TL;DR

  • “Basal Eurasian” (BE) is a model component introduced to satisfy allele-frequency correlation constraints in ancient DNA graphs, strongly tied to reduced Neanderthal allele sharing in early Near Easterners (Lazaridis et al. 2016).
  • Admixture graphs and f-statistics assume most genome-wide covariance is generated by neutral drift on a graph; strong, geographically structured selection can add systematic covariance that the model “explains” by inventing ghost branches (Maier et al. 2023; Schrider et al. 2016).
  • Purifying selection against Neanderthal introgression is real, largely polygenic and linked-selection mediated; differential purging can change Neanderthal-sharing statistics without requiring a deeply diverged, Neanderthal-free lineage (Juric et al. 2016; Harris & Nielsen 2016; Sankararaman et al. 2014).
  • Steelman hypothesis: massive late Pleistocene/Holocene selection for cognition in Near Eastern/West Eurasian lineages (polygenic, annotation-enriched, structured) plus linked selection and archaic purging generates the BE-like residual pattern, and graph fitting converts that bias into a “Basal Eurasian” ghost.
  • This hypothesis is testable: BE should shrink in recombination-high, intergenic partitions; BE should show time-varying intensity across dated Near Eastern genomes; and BE-like signal should track functional annotations more than haplotype-coherent ancestry chunks.
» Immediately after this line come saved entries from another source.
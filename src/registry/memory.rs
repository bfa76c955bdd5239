//! Process-local registry backend.

use std::sync::{RwLock, RwLockReadGuard, RwLockWriteGuard};

use super::tree::{Hives, KeyNode};
use super::{KeyInfo, RegValue, RegistryBackend, RegistryRoot};
use crate::core::{DutilError, Result};

/// Registry held entirely in memory behind a read-write lock.
///
/// State lives as long as the value; nothing is persisted.
#[derive(Debug, Default)]
pub struct MemoryRegistry {
    hives: RwLock<Hives>,
}

impl MemoryRegistry {
    /// Create an empty registry.
    #[must_use]
    pub fn new() -> Self {
        Self::default()
    }

    /// Create a registry pre-populated with `hives`.
    #[must_use]
    pub fn from_hives(hives: Hives) -> Self {
        Self {
            hives: RwLock::new(hives),
        }
    }

    /// Copy of the current contents.
    pub fn snapshot(&self) -> Result<Hives> {
        Ok(self.read()?.clone())
    }

    fn read(&self) -> Result<RwLockReadGuard<'_, Hives>> {
        self.hives.read().map_err(|_| DutilError::Other {
            message: "memory registry lock poisoned".to_string(),
        })
    }

    fn write(&self) -> Result<RwLockWriteGuard<'_, Hives>> {
        self.hives.write().map_err(|_| DutilError::Other {
            message: "memory registry lock poisoned".to_string(),
        })
    }

    fn with_root<T>(
        &self,
        root: RegistryRoot,
        op: impl FnOnce(&KeyNode) -> Result<T>,
    ) -> Result<T> {
        op(self.read()?.root(root))
    }

    fn with_root_mut<T>(
        &self,
        root: RegistryRoot,
        op: impl FnOnce(&mut KeyNode) -> Result<T>,
    ) -> Result<T> {
        op(self.write()?.root_mut(root))
    }
}

impl RegistryBackend for MemoryRegistry {
    fn key_exists(&self, root: RegistryRoot, path: &str) -> Result<bool> {
        self.with_root(root, |node| Ok(node.find(path).is_some()))
    }

    fn create_key(&self, root: RegistryRoot, path: &str) -> Result<bool> {
        self.with_root_mut(root, |node| Ok(node.create(path)))
    }

    fn delete_key(&self, root: RegistryRoot, path: &str, recursive: bool) -> Result<()> {
        self.with_root_mut(root, |node| node.delete(path, recursive))
    }

    fn read_value(&self, root: RegistryRoot, path: &str, name: &str) -> Result<RegValue> {
        self.with_root(root, |node| node.read_value(path, name))
    }

    fn write_value(
        &self,
        root: RegistryRoot,
        path: &str,
        name: &str,
        value: RegValue,
    ) -> Result<()> {
        self.with_root_mut(root, |node| node.write_value(path, name, value))
    }

    fn delete_value(&self, root: RegistryRoot, path: &str, name: &str) -> Result<()> {
        self.with_root_mut(root, |node| node.delete_value(path, name))
    }

    fn enum_subkey(&self, root: RegistryRoot, path: &str, index: usize) -> Result<Option<String>> {
        self.with_root(root, |node| node.enum_subkey(path, index))
    }

    fn query_info(&self, root: RegistryRoot, path: &str) -> Result<KeyInfo> {
        self.with_root(root, |node| node.query_info(path))
    }
}

#[cfg(test)]
mod tests {
    use super::*;

    #[test]
    fn test_enumeration_ends_with_none() {
        let registry = MemoryRegistry::new();
        let root = RegistryRoot::LocalMachine;
        registry.create_key(root, r"P\Dependents\b").unwrap();
        registry.create_key(root, r"P\Dependents\A").unwrap();

        let mut names = Vec::new();
        let mut index = 0;
        while let Some(name) = registry.enum_subkey(root, r"P\Dependents", index).unwrap() {
            names.push(name);
            index += 1;
        }
        assert_eq!(names, vec!["A", "b"]);
    }

    #[test]
    fn test_snapshot_is_detached() {
        let registry = MemoryRegistry::new();
        registry.create_key(RegistryRoot::CurrentUser, "X").unwrap();
        let snapshot = registry.snapshot().unwrap();
        registry.delete_key(RegistryRoot::CurrentUser, "X", true).unwrap();

        assert!(snapshot.current_user.find("X").is_some());
        assert!(!registry.key_exists(RegistryRoot::CurrentUser, "X").unwrap());
    }
}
“The space of possible admixture graphs is enormous, and many qualitatively different graphs can fit the same f-statistics.”
— Maier et al., eLife (2023)


What Basal Eurasian “is” in the original argument#

In the canonical formulation, BE is an unsampled lineage that split off early from other non-Africans and later contributed substantially to ancient Near Eastern populations; its key empirical role is to explain why West Eurasians show reduced Neanderthal affinity relative to East Asians and why certain ancient Near Eastern groups sit “off” simple Eurasian trees (Lazaridis et al. 2016).

Two details matter for a steelman critique:

  1. BE is not directly observed. It is inferred because adding it makes an admixture graph fit patterns of allele-frequency correlations (f-statistics) better.
  2. BE is tethered to a Neanderthal-sharing statistic. Lazaridis et al. explicitly highlight a negative correlation between estimated BE ancestry and a statistic meant to reflect Neanderthal ancestry (e.g., an (f_4) form such as (f_4(\text{Test},\text{Mbuti};\text{Altai Neanderthal},\text{Denisovan}))) (Lazaridis et al. 2016).

Even in their supplementary discussion, Lazaridis et al. note plausible alternatives for how “basal-like” ancestry might enter the Near East (e.g., association with gene flow from Africa) or earlier presence in Levant/Arabia contexts, i.e., the interpretation is not uniquely pinned down even inside the BE-friendly framework (Lazaridis et al. 2016, Supplementary Information).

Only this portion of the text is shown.